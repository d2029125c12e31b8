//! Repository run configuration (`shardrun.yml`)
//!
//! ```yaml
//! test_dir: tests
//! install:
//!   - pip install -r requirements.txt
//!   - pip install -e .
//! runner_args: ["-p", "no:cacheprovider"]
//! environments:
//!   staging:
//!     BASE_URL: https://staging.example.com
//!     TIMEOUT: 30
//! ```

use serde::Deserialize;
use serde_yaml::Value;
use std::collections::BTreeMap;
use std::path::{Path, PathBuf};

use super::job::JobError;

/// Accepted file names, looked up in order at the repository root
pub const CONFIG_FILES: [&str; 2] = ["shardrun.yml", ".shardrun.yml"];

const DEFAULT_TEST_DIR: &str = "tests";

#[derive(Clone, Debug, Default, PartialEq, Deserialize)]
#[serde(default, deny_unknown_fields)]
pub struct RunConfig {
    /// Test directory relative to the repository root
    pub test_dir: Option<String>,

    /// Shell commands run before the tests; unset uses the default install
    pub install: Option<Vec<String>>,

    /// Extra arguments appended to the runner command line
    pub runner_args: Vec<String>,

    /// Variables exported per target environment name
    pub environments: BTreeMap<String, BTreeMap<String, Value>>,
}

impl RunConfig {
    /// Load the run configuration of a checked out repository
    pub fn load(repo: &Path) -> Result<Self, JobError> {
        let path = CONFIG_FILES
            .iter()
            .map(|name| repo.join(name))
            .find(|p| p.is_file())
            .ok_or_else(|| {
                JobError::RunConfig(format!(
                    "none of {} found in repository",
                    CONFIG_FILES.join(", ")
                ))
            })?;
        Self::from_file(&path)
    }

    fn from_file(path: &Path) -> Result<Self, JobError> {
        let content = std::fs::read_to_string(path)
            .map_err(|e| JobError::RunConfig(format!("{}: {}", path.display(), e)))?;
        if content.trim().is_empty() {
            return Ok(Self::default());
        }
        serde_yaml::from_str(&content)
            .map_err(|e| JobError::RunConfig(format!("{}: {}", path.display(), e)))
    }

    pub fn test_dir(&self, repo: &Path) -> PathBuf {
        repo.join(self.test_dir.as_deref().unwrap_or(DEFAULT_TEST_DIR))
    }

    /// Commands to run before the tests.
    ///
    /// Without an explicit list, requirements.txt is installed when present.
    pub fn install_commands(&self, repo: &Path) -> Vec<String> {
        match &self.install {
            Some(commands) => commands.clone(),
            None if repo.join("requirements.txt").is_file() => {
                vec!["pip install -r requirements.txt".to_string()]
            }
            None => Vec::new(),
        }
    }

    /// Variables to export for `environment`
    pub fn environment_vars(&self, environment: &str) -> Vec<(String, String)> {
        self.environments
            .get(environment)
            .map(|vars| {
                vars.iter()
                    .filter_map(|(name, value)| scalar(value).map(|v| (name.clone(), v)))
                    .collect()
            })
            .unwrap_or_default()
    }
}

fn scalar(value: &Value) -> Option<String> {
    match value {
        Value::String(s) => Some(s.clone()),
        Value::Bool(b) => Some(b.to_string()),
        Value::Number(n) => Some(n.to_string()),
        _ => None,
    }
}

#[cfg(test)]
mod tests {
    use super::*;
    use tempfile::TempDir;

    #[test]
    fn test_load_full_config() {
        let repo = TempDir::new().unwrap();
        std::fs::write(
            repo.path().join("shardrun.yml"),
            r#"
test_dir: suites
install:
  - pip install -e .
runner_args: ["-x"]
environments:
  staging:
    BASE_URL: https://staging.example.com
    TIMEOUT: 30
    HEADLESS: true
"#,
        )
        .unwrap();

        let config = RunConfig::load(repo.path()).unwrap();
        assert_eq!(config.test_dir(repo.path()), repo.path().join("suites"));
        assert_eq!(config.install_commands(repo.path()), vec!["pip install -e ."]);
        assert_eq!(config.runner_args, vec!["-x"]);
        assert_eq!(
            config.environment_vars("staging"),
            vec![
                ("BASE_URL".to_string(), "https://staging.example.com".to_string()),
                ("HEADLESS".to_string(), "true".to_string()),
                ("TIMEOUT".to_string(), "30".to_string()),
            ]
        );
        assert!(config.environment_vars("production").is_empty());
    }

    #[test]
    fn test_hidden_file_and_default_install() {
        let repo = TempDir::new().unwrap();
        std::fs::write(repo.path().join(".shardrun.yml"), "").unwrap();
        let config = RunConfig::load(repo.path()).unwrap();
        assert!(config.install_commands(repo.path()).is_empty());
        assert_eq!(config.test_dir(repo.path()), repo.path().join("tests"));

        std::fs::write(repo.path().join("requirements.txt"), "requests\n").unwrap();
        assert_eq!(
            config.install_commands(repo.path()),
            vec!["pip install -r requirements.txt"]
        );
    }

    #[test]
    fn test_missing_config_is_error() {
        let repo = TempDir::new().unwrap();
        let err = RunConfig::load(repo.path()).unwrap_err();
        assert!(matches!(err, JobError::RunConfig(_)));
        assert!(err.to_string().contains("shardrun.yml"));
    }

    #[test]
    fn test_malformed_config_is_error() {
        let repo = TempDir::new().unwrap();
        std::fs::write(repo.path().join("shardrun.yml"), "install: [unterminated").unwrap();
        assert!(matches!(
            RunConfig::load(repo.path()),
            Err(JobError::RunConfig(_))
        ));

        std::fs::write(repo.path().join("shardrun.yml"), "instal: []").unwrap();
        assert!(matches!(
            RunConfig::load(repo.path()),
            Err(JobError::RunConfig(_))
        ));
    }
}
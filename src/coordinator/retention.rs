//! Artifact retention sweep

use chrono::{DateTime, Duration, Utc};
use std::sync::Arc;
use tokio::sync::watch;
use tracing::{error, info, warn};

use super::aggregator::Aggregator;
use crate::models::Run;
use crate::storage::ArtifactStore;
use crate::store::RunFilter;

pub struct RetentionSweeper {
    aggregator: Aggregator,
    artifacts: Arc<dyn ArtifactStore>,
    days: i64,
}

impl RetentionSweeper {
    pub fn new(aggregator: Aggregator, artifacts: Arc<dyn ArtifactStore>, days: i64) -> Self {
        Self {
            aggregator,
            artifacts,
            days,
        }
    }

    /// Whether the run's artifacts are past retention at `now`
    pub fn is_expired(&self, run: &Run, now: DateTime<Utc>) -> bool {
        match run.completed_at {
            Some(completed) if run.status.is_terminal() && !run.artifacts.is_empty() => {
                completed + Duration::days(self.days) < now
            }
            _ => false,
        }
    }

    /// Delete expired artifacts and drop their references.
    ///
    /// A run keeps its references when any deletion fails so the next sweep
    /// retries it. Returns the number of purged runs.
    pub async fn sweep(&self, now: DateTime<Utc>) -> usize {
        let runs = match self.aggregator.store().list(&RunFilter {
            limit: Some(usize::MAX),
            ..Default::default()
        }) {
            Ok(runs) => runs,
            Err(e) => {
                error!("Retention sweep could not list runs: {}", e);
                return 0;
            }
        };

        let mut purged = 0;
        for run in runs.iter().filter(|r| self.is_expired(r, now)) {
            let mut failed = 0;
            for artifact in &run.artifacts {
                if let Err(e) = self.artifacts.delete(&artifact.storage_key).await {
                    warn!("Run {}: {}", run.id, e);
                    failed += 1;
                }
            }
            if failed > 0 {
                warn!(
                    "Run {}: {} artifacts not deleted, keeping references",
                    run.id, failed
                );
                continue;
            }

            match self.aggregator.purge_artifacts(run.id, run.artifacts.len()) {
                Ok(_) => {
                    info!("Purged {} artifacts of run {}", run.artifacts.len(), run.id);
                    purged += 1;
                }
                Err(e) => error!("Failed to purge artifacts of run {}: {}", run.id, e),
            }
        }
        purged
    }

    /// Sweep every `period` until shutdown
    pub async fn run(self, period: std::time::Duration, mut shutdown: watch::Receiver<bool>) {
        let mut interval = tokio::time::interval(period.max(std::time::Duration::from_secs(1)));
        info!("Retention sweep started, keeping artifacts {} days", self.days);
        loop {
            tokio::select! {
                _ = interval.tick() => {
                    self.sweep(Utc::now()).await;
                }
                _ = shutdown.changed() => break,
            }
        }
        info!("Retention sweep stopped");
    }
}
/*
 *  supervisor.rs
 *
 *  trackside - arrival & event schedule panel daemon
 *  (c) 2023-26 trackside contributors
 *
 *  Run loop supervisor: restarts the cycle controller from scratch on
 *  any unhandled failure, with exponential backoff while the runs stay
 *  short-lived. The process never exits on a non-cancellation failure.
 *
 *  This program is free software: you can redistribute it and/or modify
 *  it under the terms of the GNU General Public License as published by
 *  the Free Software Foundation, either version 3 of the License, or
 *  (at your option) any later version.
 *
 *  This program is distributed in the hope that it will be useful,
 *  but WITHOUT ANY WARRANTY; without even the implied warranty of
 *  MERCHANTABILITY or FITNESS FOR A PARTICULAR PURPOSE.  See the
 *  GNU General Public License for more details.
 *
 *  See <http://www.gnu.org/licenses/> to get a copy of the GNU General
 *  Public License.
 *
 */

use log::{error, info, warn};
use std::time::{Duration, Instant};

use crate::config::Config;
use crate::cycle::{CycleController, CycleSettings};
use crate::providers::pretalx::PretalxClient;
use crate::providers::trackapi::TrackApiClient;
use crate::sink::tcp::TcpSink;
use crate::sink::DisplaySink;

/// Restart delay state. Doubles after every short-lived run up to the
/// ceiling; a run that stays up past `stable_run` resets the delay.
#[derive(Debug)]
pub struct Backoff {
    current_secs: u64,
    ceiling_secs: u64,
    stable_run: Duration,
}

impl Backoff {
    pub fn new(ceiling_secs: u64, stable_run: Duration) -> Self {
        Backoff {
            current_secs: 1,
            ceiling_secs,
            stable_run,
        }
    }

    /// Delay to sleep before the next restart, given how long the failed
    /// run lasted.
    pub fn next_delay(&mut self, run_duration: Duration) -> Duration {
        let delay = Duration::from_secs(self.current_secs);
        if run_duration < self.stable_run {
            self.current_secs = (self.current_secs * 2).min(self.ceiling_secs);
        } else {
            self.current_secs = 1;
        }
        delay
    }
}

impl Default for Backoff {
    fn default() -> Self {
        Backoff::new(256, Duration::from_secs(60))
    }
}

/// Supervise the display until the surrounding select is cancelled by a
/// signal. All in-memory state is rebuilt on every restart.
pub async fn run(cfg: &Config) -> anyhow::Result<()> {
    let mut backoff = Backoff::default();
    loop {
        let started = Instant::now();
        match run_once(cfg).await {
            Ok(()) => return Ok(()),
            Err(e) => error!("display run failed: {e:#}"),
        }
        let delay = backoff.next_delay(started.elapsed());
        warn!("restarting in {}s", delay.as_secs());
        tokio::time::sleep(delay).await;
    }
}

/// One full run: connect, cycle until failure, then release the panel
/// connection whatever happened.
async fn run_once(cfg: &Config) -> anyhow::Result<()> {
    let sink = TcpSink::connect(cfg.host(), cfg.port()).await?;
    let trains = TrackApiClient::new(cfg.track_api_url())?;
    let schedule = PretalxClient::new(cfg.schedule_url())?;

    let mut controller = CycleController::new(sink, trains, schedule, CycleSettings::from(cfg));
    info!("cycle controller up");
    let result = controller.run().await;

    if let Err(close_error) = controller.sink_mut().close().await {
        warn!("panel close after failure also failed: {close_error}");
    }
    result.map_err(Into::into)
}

=-=-=

● What is needed
Every line from the data above that contains "requirements" must appear in the answer.

● Final answer
//!   - pip install -r requirements.txt
    /// Without an explicit list, requirements.txt is installed when present.
            None if repo.join("requirements.txt").is_file() => {
                vec!["pip install -r requirements.txt".to_string()]
        std::fs::write(repo.path().join("requirements.txt"), "requests\n").unwrap();
            vec!["pip install -r requirements.txt"]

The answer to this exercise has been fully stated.